== Given records
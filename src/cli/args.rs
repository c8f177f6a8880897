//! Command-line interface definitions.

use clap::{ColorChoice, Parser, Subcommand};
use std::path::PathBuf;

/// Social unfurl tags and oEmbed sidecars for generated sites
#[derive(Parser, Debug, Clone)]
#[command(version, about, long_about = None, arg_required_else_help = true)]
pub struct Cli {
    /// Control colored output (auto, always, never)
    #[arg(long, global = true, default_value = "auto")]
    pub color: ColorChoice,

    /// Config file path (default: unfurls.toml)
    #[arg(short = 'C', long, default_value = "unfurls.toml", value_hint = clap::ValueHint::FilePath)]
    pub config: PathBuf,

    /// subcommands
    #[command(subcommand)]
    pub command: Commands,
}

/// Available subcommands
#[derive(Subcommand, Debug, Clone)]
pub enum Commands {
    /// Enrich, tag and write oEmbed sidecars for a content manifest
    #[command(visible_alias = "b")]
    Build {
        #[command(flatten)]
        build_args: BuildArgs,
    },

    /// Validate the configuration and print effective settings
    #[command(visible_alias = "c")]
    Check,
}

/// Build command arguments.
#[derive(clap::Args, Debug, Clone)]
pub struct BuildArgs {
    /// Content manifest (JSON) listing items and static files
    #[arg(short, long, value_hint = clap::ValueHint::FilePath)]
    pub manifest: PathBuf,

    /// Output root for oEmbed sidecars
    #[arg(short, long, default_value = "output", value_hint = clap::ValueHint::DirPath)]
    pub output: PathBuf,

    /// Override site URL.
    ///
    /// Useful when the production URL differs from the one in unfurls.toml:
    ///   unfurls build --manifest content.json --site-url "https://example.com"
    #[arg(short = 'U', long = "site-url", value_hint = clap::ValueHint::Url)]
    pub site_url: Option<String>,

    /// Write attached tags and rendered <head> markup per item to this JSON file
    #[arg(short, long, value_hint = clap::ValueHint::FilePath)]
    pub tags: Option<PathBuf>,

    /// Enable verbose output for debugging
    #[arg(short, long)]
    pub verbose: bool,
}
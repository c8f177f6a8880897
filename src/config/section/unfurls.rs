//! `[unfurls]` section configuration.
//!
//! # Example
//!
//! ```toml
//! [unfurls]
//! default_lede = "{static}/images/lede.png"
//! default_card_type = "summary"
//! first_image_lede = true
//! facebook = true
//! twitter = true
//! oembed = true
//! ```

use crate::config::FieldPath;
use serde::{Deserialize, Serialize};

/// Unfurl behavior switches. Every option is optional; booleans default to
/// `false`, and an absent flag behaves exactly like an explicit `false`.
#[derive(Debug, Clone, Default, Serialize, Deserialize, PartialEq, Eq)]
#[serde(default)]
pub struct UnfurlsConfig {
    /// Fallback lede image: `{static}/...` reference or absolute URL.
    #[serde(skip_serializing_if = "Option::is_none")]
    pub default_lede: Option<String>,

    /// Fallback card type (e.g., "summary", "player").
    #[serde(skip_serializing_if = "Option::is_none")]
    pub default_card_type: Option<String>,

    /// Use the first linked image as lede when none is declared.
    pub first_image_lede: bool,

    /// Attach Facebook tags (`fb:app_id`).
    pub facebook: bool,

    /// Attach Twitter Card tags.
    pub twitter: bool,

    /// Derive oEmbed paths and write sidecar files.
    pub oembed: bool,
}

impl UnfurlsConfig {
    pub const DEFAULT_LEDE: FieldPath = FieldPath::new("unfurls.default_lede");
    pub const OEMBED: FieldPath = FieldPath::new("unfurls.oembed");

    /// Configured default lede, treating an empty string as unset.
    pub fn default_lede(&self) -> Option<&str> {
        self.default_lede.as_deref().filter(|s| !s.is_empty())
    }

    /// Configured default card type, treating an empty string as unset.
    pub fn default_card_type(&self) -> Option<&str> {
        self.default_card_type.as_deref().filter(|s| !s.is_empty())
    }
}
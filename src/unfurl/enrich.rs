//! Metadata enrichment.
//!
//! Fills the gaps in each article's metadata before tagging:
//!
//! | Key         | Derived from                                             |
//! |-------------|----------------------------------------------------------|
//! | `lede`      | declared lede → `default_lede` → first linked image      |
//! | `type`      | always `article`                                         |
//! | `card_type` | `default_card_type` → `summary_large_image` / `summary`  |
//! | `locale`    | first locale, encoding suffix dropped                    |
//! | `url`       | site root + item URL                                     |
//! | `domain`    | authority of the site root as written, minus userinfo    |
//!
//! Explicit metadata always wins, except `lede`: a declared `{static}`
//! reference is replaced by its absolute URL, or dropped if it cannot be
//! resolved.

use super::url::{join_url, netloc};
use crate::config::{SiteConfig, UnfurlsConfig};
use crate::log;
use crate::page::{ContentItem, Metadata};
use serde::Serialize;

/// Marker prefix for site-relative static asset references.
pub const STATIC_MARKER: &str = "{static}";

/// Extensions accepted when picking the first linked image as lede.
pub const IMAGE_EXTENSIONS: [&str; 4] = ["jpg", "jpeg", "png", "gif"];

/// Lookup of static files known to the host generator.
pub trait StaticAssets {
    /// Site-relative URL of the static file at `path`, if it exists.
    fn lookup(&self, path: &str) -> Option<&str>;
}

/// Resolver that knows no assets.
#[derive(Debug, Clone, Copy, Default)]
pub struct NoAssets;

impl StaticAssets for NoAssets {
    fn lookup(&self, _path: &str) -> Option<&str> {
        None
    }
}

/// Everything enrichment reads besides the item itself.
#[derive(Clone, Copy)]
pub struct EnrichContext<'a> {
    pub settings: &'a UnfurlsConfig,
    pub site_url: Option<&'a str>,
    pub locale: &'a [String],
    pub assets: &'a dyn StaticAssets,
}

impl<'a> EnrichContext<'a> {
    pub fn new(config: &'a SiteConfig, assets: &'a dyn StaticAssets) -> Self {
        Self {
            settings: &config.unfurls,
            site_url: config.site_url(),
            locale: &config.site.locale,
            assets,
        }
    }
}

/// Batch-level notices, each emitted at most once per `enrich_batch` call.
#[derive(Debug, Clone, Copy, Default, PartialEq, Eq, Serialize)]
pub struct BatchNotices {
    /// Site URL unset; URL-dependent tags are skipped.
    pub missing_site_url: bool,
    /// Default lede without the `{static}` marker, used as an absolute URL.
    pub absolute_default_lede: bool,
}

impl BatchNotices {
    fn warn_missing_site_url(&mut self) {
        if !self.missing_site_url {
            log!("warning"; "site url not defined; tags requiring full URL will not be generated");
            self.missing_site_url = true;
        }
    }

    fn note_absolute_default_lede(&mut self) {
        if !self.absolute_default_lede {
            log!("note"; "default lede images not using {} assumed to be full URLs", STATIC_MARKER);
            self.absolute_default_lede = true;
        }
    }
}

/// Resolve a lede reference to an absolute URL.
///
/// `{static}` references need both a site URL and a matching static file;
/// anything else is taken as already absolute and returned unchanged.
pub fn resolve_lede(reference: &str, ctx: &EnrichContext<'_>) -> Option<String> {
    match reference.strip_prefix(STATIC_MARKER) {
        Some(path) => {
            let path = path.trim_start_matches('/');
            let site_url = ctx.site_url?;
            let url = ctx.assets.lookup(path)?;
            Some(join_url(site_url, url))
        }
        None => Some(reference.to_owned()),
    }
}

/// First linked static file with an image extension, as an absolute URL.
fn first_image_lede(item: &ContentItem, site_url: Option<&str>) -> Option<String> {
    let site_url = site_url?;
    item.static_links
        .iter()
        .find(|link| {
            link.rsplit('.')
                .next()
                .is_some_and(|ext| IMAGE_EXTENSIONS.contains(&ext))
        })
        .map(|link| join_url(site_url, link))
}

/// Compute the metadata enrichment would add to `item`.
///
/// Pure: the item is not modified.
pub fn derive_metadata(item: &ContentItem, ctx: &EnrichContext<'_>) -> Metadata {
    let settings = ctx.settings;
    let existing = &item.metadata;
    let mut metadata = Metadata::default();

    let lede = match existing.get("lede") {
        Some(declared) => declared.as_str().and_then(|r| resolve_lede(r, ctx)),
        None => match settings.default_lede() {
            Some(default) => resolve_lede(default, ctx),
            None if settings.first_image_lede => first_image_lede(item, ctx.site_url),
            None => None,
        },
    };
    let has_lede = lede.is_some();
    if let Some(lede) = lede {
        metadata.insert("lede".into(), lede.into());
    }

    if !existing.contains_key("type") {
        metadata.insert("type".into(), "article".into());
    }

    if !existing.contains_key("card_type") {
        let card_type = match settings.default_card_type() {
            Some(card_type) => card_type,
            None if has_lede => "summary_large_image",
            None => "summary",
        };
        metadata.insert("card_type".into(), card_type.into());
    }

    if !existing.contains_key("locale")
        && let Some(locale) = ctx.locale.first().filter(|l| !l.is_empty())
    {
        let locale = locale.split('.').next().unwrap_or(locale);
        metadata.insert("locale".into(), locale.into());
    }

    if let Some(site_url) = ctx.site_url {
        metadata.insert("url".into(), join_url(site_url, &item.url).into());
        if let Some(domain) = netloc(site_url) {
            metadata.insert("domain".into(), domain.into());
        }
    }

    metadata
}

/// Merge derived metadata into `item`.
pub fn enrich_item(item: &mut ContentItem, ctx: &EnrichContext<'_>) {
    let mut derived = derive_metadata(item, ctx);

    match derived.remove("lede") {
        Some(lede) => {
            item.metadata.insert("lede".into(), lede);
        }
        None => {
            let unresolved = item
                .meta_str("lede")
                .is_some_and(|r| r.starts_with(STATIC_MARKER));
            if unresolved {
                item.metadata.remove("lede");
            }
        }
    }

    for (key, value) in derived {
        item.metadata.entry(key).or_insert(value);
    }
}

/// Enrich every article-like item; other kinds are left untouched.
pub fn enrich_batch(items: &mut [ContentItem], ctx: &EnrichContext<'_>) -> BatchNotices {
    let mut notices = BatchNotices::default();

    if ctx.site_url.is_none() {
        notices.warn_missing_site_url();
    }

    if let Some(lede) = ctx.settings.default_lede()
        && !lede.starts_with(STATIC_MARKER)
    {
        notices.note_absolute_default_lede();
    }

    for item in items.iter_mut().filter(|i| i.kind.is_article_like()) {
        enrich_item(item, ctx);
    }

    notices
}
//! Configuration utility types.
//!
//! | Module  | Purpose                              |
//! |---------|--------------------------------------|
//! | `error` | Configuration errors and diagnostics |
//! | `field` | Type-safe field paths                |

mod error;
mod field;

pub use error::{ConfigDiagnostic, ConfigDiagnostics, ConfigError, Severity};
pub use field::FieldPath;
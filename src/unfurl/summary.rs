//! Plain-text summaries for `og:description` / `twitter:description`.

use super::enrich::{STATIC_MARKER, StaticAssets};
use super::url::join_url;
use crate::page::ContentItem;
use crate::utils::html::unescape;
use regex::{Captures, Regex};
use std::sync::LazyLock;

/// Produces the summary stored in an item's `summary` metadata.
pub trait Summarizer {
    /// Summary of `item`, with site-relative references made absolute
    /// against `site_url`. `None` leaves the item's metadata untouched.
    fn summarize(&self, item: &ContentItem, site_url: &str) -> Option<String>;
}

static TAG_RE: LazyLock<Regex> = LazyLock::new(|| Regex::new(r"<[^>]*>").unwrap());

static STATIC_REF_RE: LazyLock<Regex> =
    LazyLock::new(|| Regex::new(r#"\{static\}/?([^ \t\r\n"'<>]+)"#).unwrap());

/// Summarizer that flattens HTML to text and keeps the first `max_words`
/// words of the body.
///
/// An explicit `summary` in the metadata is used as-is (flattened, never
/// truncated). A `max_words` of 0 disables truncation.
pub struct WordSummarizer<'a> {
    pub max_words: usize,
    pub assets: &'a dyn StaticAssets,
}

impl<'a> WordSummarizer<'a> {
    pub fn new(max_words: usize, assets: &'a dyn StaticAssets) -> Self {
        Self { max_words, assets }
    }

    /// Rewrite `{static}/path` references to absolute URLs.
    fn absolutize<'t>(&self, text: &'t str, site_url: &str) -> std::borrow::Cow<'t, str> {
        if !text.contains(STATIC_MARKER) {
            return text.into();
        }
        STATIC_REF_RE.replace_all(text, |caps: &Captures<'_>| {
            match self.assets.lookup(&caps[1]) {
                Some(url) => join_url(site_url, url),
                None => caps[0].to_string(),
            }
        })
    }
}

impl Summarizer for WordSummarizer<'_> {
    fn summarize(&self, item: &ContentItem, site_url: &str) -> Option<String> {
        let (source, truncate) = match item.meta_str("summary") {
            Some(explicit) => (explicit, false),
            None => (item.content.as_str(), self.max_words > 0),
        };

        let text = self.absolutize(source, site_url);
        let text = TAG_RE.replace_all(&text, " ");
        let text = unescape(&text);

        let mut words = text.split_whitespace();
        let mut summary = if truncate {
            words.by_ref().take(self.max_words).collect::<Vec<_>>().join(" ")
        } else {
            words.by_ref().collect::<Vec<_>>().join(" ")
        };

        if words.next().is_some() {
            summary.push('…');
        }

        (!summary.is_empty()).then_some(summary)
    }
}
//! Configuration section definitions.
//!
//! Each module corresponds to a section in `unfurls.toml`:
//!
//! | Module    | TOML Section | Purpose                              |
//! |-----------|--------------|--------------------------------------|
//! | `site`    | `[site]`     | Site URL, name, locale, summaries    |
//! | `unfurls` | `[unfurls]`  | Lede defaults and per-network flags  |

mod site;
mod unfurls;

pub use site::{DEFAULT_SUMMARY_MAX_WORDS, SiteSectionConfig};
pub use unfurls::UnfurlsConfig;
====
* _What is being asked_:
Return exactly the lines that run from the top of the listing above to the line containing "and static files", please, keeping both end lines and leaving out everything else.

* _Your response_:
filename src/cli/args.rs
repository c8f177f6a8880897
//! Command-line interface definitions.

use clap::{ColorChoice, Parser, Subcommand};
use std::path::PathBuf;

/// Social unfurl tags and oEmbed sidecars for generated sites
#[derive(Parser, Debug, Clone)]
#[command(version, about, long_about = None, arg_required_else_help = true)]
pub struct Cli {
    /// Control colored output (auto, always, never)
    #[arg(long, global = true, default_value = "auto")]
    pub color: ColorChoice,

    /// Config file path (default: unfurls.toml)
    #[arg(short = 'C', long, default_value = "unfurls.toml", value_hint = clap::ValueHint::FilePath)]
    pub config: PathBuf,

    /// subcommands
    #[command(subcommand)]
    pub command: Commands,
}

/// Available subcommands
#[derive(Subcommand, Debug, Clone)]
pub enum Commands {
    /// Enrich, tag and write oEmbed sidecars for a content manifest
    #[command(visible_alias = "b")]
    Build {
        #[command(flatten)]
        build_args: BuildArgs,
    },

    /// Validate the configuration and print effective settings
    #[command(visible_alias = "c")]
    Check,
}

/// Build command arguments.
#[derive(clap::Args, Debug, Clone)]
pub struct BuildArgs {
    /// Content manifest (JSON) listing items and static files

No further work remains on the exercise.